▶ [WHAT IS BEING ASKED]
State the count of lines below in which the word "return" appears, and add nothing.

(Stored data)
Content starts

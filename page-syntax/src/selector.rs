use crate::{
    Selector, SyntaxError,
    lexer::{Keyword, Token, TokenKind},
};

/// Numeric and keyword selectors: `7`, `3-7`, `5..`, `:10`, `5:20:3`, `::2`,
/// `odd`, `even`, `first 3`, `last-2`, `all`.
pub(crate) fn parse_page_selector(text: &str, tokens: &[Token]) -> Result<Selector, SyntaxError> {
    let kinds: Vec<&TokenKind> = tokens.iter().map(|token| &token.kind).collect();
    let number = |idx: usize| page_number(text, &tokens[idx]);

    let selector = match kinds.as_slice() {
        [TokenKind::Keyword(Keyword::All)] => Selector::All,
        [TokenKind::Keyword(Keyword::Odd)] => Selector::Stepped {
            start: None,
            end: None,
            step: 2,
        },
        [TokenKind::Keyword(Keyword::Even)] => Selector::Stepped {
            start: Some(2),
            end: None,
            step: 2,
        },
        [TokenKind::Keyword(Keyword::First), TokenKind::Number(_)] => Selector::First(number(1)?),
        [TokenKind::Keyword(Keyword::First), TokenKind::Dash, TokenKind::Number(_)] => {
            Selector::First(number(2)?)
        }
        [TokenKind::Keyword(Keyword::Last), TokenKind::Number(_)] => Selector::Last(number(1)?),
        [TokenKind::Keyword(Keyword::Last), TokenKind::Dash, TokenKind::Number(_)] => {
            Selector::Last(number(2)?)
        }
        [TokenKind::Number(_)] => Selector::SinglePage(number(0)?),
        [
            TokenKind::Number(_),
            TokenKind::Dash | TokenKind::DotDot,
            TokenKind::Number(_),
        ] => Selector::NumericRange {
            start: Some(number(0)?),
            end: Some(number(2)?),
        },
        [TokenKind::Number(_), TokenKind::Dash | TokenKind::DotDot] => Selector::NumericRange {
            start: Some(number(0)?),
            end: None,
        },
        [TokenKind::Dash | TokenKind::DotDot, TokenKind::Number(_)] => Selector::NumericRange {
            start: None,
            end: Some(number(1)?),
        },
        _ if kinds
            .iter()
            .any(|kind| matches!(kind, TokenKind::Colon | TokenKind::DoubleColon)) =>
        {
            parse_colon_fields(text, tokens)?
        }
        [TokenKind::Keyword(keyword @ (Keyword::First | Keyword::Last)), ..] => {
            return Err(SyntaxError::new(
                format!("`{keyword}` needs a page count, e.g. `{keyword} 3`"),
                text,
                tokens[0].span.start,
            ));
        }
        _ => {
            let culprit = tokens
                .iter()
                .find(|token| matches!(token.kind, TokenKind::Word(_)))
                .unwrap_or(&tokens[0]);
            let message = match &culprit.kind {
                TokenKind::Word(word) => format!("unknown keyword `{word}`"),
                _ => format!("unrecognized page selector `{text}`"),
            };
            return Err(SyntaxError::new(message, text, culprit.span.start));
        }
    };
    Ok(selector)
}

// `start:end:step` where every field is optional. `::` is two separators.
fn parse_colon_fields(text: &str, tokens: &[Token]) -> Result<Selector, SyntaxError> {
    let mut fields: Vec<Option<usize>> = vec![None];
    for token in tokens {
        match &token.kind {
            TokenKind::Number(_) => {
                let slot = fields
                    .last_mut()
                    .filter(|slot| slot.is_none())
                    .ok_or_else(|| {
                        SyntaxError::new("expected `:` between numbers", text, token.span.start)
                    })?;
                *slot = Some(page_number(text, token)?);
            }
            TokenKind::Colon => fields.push(None),
            TokenKind::DoubleColon => fields.extend([None, None]),
            _ => {
                return Err(SyntaxError::new(
                    format!("unexpected `{}` in stepped range", &text[token.span.clone()]),
                    text,
                    token.span.start,
                ));
            }
        }
        if fields.len() > 3 {
            return Err(SyntaxError::new(
                "a stepped range has at most three fields (start:end:step)",
                text,
                token.span.start,
            ));
        }
    }

    match fields.as_slice() {
        [start, end] => Ok(Selector::NumericRange {
            start: *start,
            end: *end,
        }),
        [start, end, step] => {
            let step = step.unwrap_or(1);
            if step == 0 {
                return Err(SyntaxError::new("step must be at least 1", text, 0));
            }
            Ok(Selector::Stepped {
                start: *start,
                end: *end,
                step,
            })
        }
        _ => Err(SyntaxError::new(
            format!("unrecognized page selector `{text}`"),
            text,
            0,
        )),
    }
}

fn page_number(text: &str, token: &Token) -> Result<usize, SyntaxError> {
    let raw = &text[token.span.clone()];
    if raw.contains('.') {
        return Err(SyntaxError::new(
            format!("page numbers must be whole numbers, got `{raw}`"),
            text,
            token.span.start,
        ));
    }
    raw.parse().map_err(|_| {
        SyntaxError::new(
            format!("page number `{raw}` is too large"),
            text,
            token.span.start,
        )
    })
}
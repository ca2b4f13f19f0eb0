mod common;
use common::*;
use page_select::*;

#[test]
fn respect_groups_keeps_ranges_and_singletons() {
    let doc = numbered_document(12);
    assert_eq!(
        select_ok("1-3,7,9-11", &doc, &respect_groups()),
        vec![vec![1, 2, 3], vec![7], vec![9, 10, 11]]
    );
}

#[test]
fn quoted_commas_stay_in_one_segment() {
    let doc = text_document(&["A, B", "A", "C", "nothing"]);
    assert_eq!(
        select_ok("contains:\"A, B\",contains:\"C\"", &doc, &respect_groups()),
        vec![vec![1], vec![3]]
    );
}

#[test]
fn evaluation_is_deterministic() {
    let doc = marked_document(
        40,
        &[("Chapter", &[1, 9, 17, 30]), ("Summary", &[5, 12, 20, 35])],
    );
    let options = SelectOptions {
        grouping: GroupingMode::RespectGroups,
        group_start: Some("contains:Chapter".into()),
        filter: Some("contains:Summary".into()),
        ..Default::default()
    };
    let expression = "contains:Chapter to contains:Summary, type:text & !contains:Chapter, last 3";
    let first = select_pages(expression, &doc, &options).unwrap();
    for _ in 0..5 {
        assert_eq!(select_pages(expression, &doc, &options).unwrap(), first);
    }
}

#[test]
fn not_over_and_over_or() {
    let doc = text_document(&["A", "B", "B C", "A C", "C", "A B C"]);
    // A | (B & !C)
    assert_eq!(
        select_ok(
            "contains:'A' | contains:'B' & !contains:'C'",
            &doc,
            &SelectOptions::default()
        ),
        vec![vec![1, 2, 4, 6]]
    );
}

#[test]
fn pattern_sections_pair_greedily() {
    let doc = marked_document(12, &[("Chapter", &[1, 5, 9]), ("Summary", &[4, 8, 12])]);
    assert_eq!(
        select_ok(
            "contains:'Chapter' to contains:'Summary'",
            &doc,
            &respect_groups()
        ),
        vec![
            vec![1, 2, 3, 4],
            vec![5, 6, 7, 8],
            vec![9, 10, 11, 12]
        ]
    );
}

#[test]
fn stepped_range() {
    let doc = numbered_document(20);
    assert_eq!(
        select_ok("5:20:3", &doc, &SelectOptions::default()),
        vec![vec![5, 8, 11, 14, 17, 20]]
    );
}

#[test]
fn first_n_checks_document_length() {
    assert_eq!(
        select_ok("first 3", &numbered_document(10), &SelectOptions::default()),
        vec![vec![1, 2, 3]]
    );
    let err = select_err("first 3", &numbered_document(2), &SelectOptions::default());
    assert_eq!(
        as_range_error(&err),
        &RangeError::CountOutOfBounds { count: 3, total: 2 }
    );
}

#[test]
fn start_without_later_end_is_dropped() {
    let doc = marked_document(10, &[("Chapter", &[2, 8]), ("Summary", &[5])]);
    let result = select_pages(
        "contains:'Chapter' to contains:'Summary'",
        &doc,
        &respect_groups(),
    )
    .unwrap();
    assert_eq!(result.page_groups(), vec![vec![2, 3, 4, 5]]);

    let doc = marked_document(10, &[("Chapter", &[6]), ("Summary", &[2])]);
    let result = select_pages(
        "contains:'Chapter' to contains:'Summary'",
        &doc,
        &respect_groups(),
    )
    .unwrap();
    assert!(result.is_empty());
}

#[test]
fn filter_by_group_index() {
    let doc = numbered_document(10);
    let options = SelectOptions {
        grouping: GroupingMode::RespectGroups,
        filter: Some("1,3".into()),
        ..Default::default()
    };
    assert_eq!(
        select_ok("1,3,5,7,9", &doc, &options),
        vec![vec![1], vec![5]]
    );
}

#[test]
fn boundary_split_with_start_only() {
    let doc = marked_document(10, &[("Chapter", &[1, 6])]);
    let options = SelectOptions {
        group_start: Some("contains:'Chapter'".into()),
        ..Default::default()
    };
    assert_eq!(
        select_ok("1-10", &doc, &options),
        vec![vec![1, 2, 3, 4, 5], vec![6, 7, 8, 9, 10]]
    );
}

Content ends

▶ [EXERCISE OUTPUT]
6